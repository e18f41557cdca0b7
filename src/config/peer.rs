//! Static peer entries (`peers[]`).

use serde::{Deserialize, Serialize};

use crate::{IdentityError, PeerIdentity};

/// A configured mesh peer.
#[derive(Debug, Clone, PartialEq, Eq, Serialize, Deserialize)]
pub struct PeerConfig {
    /// The peer's npub (`peers[].npub`).
    pub npub: String,

    /// Human-readable name shown by the CLI (`peers[].alias`).
    #[serde(default, skip_serializing_if = "Option::is_none")]
    pub alias: Option<String>,
}

impl PeerConfig {
    pub fn new(npub: impl Into<String>) -> Self {
        Self {
            npub: npub.into(),
            alias: None,
        }
    }

    pub fn with_alias(mut self, alias: impl Into<String>) -> Self {
        self.alias = Some(alias.into());
        self
    }

    /// Decode the configured npub.
    pub fn identity(&self) -> Result<PeerIdentity, IdentityError> {
        PeerIdentity::from_npub(&self.npub)
    }
}
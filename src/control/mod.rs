//! Administrative Control Plane
//!
//! Serves three operations to a local operator over a Unix socket:
//!
//! - **Status**: own identity, connection counts, live sessions to configured
//!   peers with their latency, and listen addresses.
//! - **Route**: show configured routes with any relay override, install a
//!   relay override (`relay`), or remove one (`reset`).
//! - **Peers**: every live session, configured or not.
//!
//! [`ControlService`] holds no state of its own. Everything it reports or
//! changes lives in the configured [`Topology`], the live [`MeshView`] and
//! the shared [`RerouteTable`].

pub mod client;
pub mod protocol;
mod route;
pub mod socket;
mod status;

use std::sync::Arc;

use ipnet::IpNet;
use thiserror::Error;
use tracing::debug;

use crate::config::Topology;
use crate::mesh::MeshView;
use crate::reroute::RerouteTable;
use crate::PeerIdentity;

pub use client::{ClientError, ControlClient};
pub use protocol::{
    ConnectionInfo, PeerConnectionInfo, PeersReply, Reply, Request, Response, RouteAction,
    RouteArgs, RouteInfo, RouteReply, StatusReply,
};
pub use route::ALL_NETWORKS;
pub use socket::{unix_socket_path, ControlSocket, SocketError, MAX_REQUEST_LINE, SOCKET_MODE};

/// Per-request failures reported to the control client.
#[derive(Debug, Error)]
pub enum ControlError {
    #[error("expected exactly {expected} {}, got {got}", arguments(.expected))]
    ArgumentCount { expected: usize, got: usize },

    #[error("invalid network '{input}': {reason}")]
    InvalidNetwork { input: String, reason: String },

    #[error("no such network: {0}")]
    UnknownNetwork(IpNet),

    #[error("invalid peer '{input}': {reason}")]
    InvalidPeer { input: String, reason: String },

    #[error("no such peer: {0}")]
    UnknownPeer(PeerIdentity),

    #[error("no such action")]
    UnknownAction,

    #[error("malformed request: {0}")]
    BadRequest(String),
}

impl ControlError {
    /// Stable machine-readable tag carried in error responses.
    pub fn code(&self) -> &'static str {
        match self {
            ControlError::ArgumentCount { .. } => "argument_count",
            ControlError::InvalidNetwork { .. } => "invalid_network",
            ControlError::UnknownNetwork(_) => "unknown_network",
            ControlError::InvalidPeer { .. } => "invalid_peer",
            ControlError::UnknownPeer(_) => "unknown_peer",
            ControlError::UnknownAction => "unknown_action",
            ControlError::BadRequest(_) => "bad_request",
        }
    }
}

fn arguments(count: &usize) -> &'static str {
    if *count == 1 { "argument" } else { "arguments" }
}

/// Request dispatcher for the control socket.
pub struct ControlService {
    mesh: Arc<dyn MeshView>,
    topology: Arc<Topology>,
    reroutes: Arc<RerouteTable>,
}

impl ControlService {
    pub fn new(
        mesh: Arc<dyn MeshView>,
        topology: Arc<Topology>,
        reroutes: Arc<RerouteTable>,
    ) -> Self {
        Self {
            mesh,
            topology,
            reroutes,
        }
    }

    pub fn reroutes(&self) -> &RerouteTable {
        &self.reroutes
    }

    /// Run one request to completion.
    ///
    /// Calls are independent: nothing is remembered between them, and a
    /// failed call leaves every shared table as it found it.
    pub fn dispatch(&self, request: Request) -> Response {
        let method = request.method();
        let result = match request {
            Request::Status => Ok(Reply::Status(self.status())),
            Request::Route(args) => self.route(args).map(Reply::Route),
            Request::Peers => Ok(Reply::Peers(self.peers())),
        };

        match result {
            Ok(reply) => Response::Ok { reply },
            Err(e) => {
                debug!(method, code = e.code(), error = %e, "Control request failed");
                Response::error(&e)
            }
        }
    }
}
//! In-process connectivity table.

use std::collections::HashMap;
use std::sync::{PoisonError, RwLock, RwLockReadGuard, RwLockWriteGuard};
use std::time::Duration;

use tracing::debug;

use super::{Connection, MeshView};
use crate::PeerIdentity;

/// SRTT gain: α = 1/8 (Jacobson, RFC 6298).
const SRTT_ALPHA_SHIFT: u32 = 3;

/// Exponentially weighted round-trip estimator.
///
/// The first sample initializes the estimate; later samples move it by
/// 1/8 of the difference.
#[derive(Debug, Clone, Copy, Default)]
pub struct SrttEstimator {
    srtt_us: i64,
    initialized: bool,
}

impl SrttEstimator {
    pub fn new() -> Self {
        Self::default()
    }

    pub fn update(&mut self, rtt_us: i64) {
        if self.initialized {
            self.srtt_us += (rtt_us - self.srtt_us) >> SRTT_ALPHA_SHIFT;
        } else {
            self.srtt_us = rtt_us;
            self.initialized = true;
        }
    }

    pub fn initialized(&self) -> bool {
        self.initialized
    }

    pub fn srtt_us(&self) -> i64 {
        self.srtt_us
    }

    /// Current estimate, or zero before the first sample.
    pub fn srtt(&self) -> Duration {
        Duration::from_micros(self.srtt_us.max(0) as u64)
    }
}

#[derive(Debug, Default)]
struct Inner {
    connections: Vec<Connection>,
    rtt: HashMap<PeerIdentity, SrttEstimator>,
    listen_addrs: Vec<String>,
}

/// Connectivity table updated by the transport layer and read by the
/// control plane.
#[derive(Debug)]
pub struct MeshState {
    local: PeerIdentity,
    inner: RwLock<Inner>,
}

impl MeshState {
    pub fn new(local: PeerIdentity) -> Self {
        Self {
            local,
            inner: RwLock::new(Inner::default()),
        }
    }

    /// Record a newly established session.
    pub fn add_connection(&self, connection: Connection) {
        debug!(
            peer = %connection.remote_peer.short_npub(),
            addr = %connection.remote_addr,
            "Connection added"
        );
        self.write().connections.push(connection);
    }

    /// Drop the session to `peer` over `remote_addr`.
    ///
    /// Returns false when no such session was known. The peer's RTT history
    /// is forgotten once its last session goes away.
    pub fn remove_connection(&self, peer: &PeerIdentity, remote_addr: &str) -> bool {
        let mut inner = self.write();
        let before = inner.connections.len();
        inner
            .connections
            .retain(|c| !(c.remote_peer == *peer && c.remote_addr == remote_addr));
        let removed = inner.connections.len() != before;

        if removed && !inner.connections.iter().any(|c| c.remote_peer == *peer) {
            inner.rtt.remove(peer);
        }
        if removed {
            debug!(peer = %peer.short_npub(), addr = %remote_addr, "Connection removed");
        }
        removed
    }

    /// Feed one round-trip measurement for `peer`.
    pub fn record_rtt(&self, peer: &PeerIdentity, rtt: Duration) {
        let rtt_us = i64::try_from(rtt.as_micros()).unwrap_or(i64::MAX);
        self.write().rtt.entry(*peer).or_default().update(rtt_us);
    }

    pub fn set_listen_addrs(&self, addrs: Vec<String>) {
        self.write().listen_addrs = addrs;
    }

    fn read(&self) -> RwLockReadGuard<'_, Inner> {
        self.inner.read().unwrap_or_else(PoisonError::into_inner)
    }

    fn write(&self) -> RwLockWriteGuard<'_, Inner> {
        self.inner.write().unwrap_or_else(PoisonError::into_inner)
    }
}

impl MeshView for MeshState {
    fn local_identity(&self) -> PeerIdentity {
        self.local
    }

    fn is_connected(&self, peer: &PeerIdentity) -> bool {
        self.read().connections.iter().any(|c| c.remote_peer == *peer)
    }

    fn connections_to(&self, peer: &PeerIdentity) -> Vec<Connection> {
        self.read()
            .connections
            .iter()
            .filter(|c| c.remote_peer == *peer)
            .cloned()
            .collect()
    }

    fn latency(&self, peer: &PeerIdentity) -> Duration {
        self.read()
            .rtt
            .get(peer)
            .map(SrttEstimator::srtt)
            .unwrap_or_default()
    }

    fn connections(&self) -> Vec<Connection> {
        self.read().connections.clone()
    }

    fn listen_addrs(&self) -> Vec<String> {
        self.read().listen_addrs.clone()
    }
}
----
→ **INSTRUCTIONS FOR THE TASK**:
Take each line from the preceding material that contains "client" and copy it.

→ **TASK ANSWER**:
pub mod client;
pub use client::{ClientError, ControlClient};
/// Per-request failures reported to the control client.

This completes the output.